Evidence for P−N Bond Scission in Phosphoroamidate Nerve Agent Adducts of Human Acetylcholinesterase

• Published in: Biochemistry (Easton) Vol. 39; no. 5; pp. 1156 - 1161
• Main Authors: Barak, Dov, Ordentlich, Arie, Kaplan, Dana, Barak, Ruth, Mizrahi, Dana, Kronman, Chanoch, Segall, Yoffi, Velan, Baruch, Shafferman, Avigdor
• Format: Journal Article
• Language: English
• Published: United States American Chemical Society 08.02.2000
• Subjects: Acetylcholinesterase - chemistry; Acetylcholinesterase - metabolism; Cell Line; Chemical Warfare Agents - chemistry; Chemical Warfare Agents - metabolism; Cholinesterase Inhibitors - chemistry; Cholinesterase Inhibitors - metabolism; Humans; Macromolecular Substances; Mass Spectrometry; Models, Molecular; Organophosphates - chemistry; Organophosphates - metabolism; Phosphorylation; Protein Conformation - drug effects
• ISSN: 0006-2960; 1520-4995
• DOI: 10.1021/bi992009n

Acetylcholinesterases (AChEs) form conjugates with certain highly toxic organophosphorus (OP) agents that become gradually resistant to reactivation.

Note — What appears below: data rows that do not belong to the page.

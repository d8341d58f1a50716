//! Alerting window policy.
//!
//! Windows are wall-clock ranges in the site's zone. Poll times are
//! converted into that zone first, so DST shifts move the UTC edges.

use chrono::{DateTime, Datelike, NaiveTime, TimeZone, Timelike, Weekday};
use chrono_tz::Tz;

use crate::config::{ActiveWindows, DAY_NAMES};
use crate::error::{MonitorError, Result};

/// Per-weekday inclusive minute ranges in a fixed zone.
#[derive(Debug, Clone)]
pub struct WindowPolicy {
    tz: Tz,
    /// Monday = 0 .. Sunday = 6.
    days: [Option<(NaiveTime, NaiveTime)>; 7],
}

impl WindowPolicy {
    pub fn new(windows: &ActiveWindows, tz: Tz) -> Result<Self> {
        let mut days = [None; 7];
        for (i, window) in windows.by_weekday().into_iter().enumerate() {
            if let Some(window) = window {
                let range = window.parse().map_err(|e| {
                    MonitorError::Config(format!("active_windows.{}: {e:#}", DAY_NAMES[i]))
                })?;
                days[i] = Some(range);
            }
        }
        Ok(Self { tz, days })
    }

    #[must_use]
    pub const fn timezone(&self) -> Tz {
        self.tz
    }

    /// Whether `now` falls inside the window for its local weekday.
    ///
    /// Both ends are inclusive at minute granularity: with an end of 21:00,
    /// 21:00:59 is active and 21:01 is not.
    #[must_use]
    pub fn is_active<Z: TimeZone>(&self, now: &DateTime<Z>) -> bool {
        let local = now.with_timezone(&self.tz);
        self.is_active_at(local.weekday(), local.time())
    }

    /// Check a local weekday and wall-clock time directly.
    #[must_use]
    pub fn is_active_at(&self, weekday: Weekday, time: NaiveTime) -> bool {
        let Some((start, end)) = self.days[weekday.num_days_from_monday() as usize] else {
            return false;
        };
        let minute = NaiveTime::from_hms_opt(time.hour(), time.minute(), 0).unwrap_or(time);
        start <= minute && minute <= end
    }

    /// Human-readable summary, e.g. `Mon 18:00-23:59, ..., Sun 00:00-21:00`.
    #[must_use]
    pub fn describe(&self) -> String {
        const SHORT: [&str; 7] = ["Mon", "Tue", "Wed", "Thu", "Fri", "Sat", "Sun"];
        SHORT
            .iter()
            .zip(self.days.iter())
            .map(|(day, range)| match range {
                Some((s, e)) => format!("{day} {}-{}", s.format("%H:%M"), e.format("%H:%M")),
                None => format!("{day} off"),
            })
            .collect::<Vec<_>>()
            .join(", ")
    }
}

This phenomenon termed “aging” is a major factor limiting the effectiveness of therapy in certain cases of OP poisoning. While AChE adducts with phosphonates and phosphates are known to age through scission of the alkoxy C−O bond, the aging path for adducts with phosphoroamidates (P−N agents) like the nerve agent N,N-dimethylphosphonocyanoamidate (tabun) is not clear. Here we report that conjugates of tabun and of its butyl analogue (butyl-tabun) with the E202Q and F338A human AChEs (HuAChEs) age at similar rates to that of the wild-type enzyme. This is in marked contrast to the large effect of these substitutions on the aging of corresponding adducts with phosphates and phosphonates, suggesting that a different aging mechanism may be involved. Both tabun and butyl-tabun appear to be similarly accommodated in the active center, as suggested by molecular modeling and by kinetic studies of phosphylation and aging with a series of HuAChE mutants (E202Q, F338A, F295A, F297A, and F295L/F297V). Mass spectrometric analysis shows that HuAChE adduct formation with tabun and butyl-tabun occurs through loss of cyanide and that during the aging process both of these adducts show a mass decrease of 28 ± 4 Da. Due to the nature of the alkoxy substituent, such mass decrease can be unequivocally assigned to loss of the dimethylamino group, at least for the butyl-tabun conjugate. This is the first demonstration that AChE adducts with toxic P−N agents can undergo aging through scission of the P−N bond.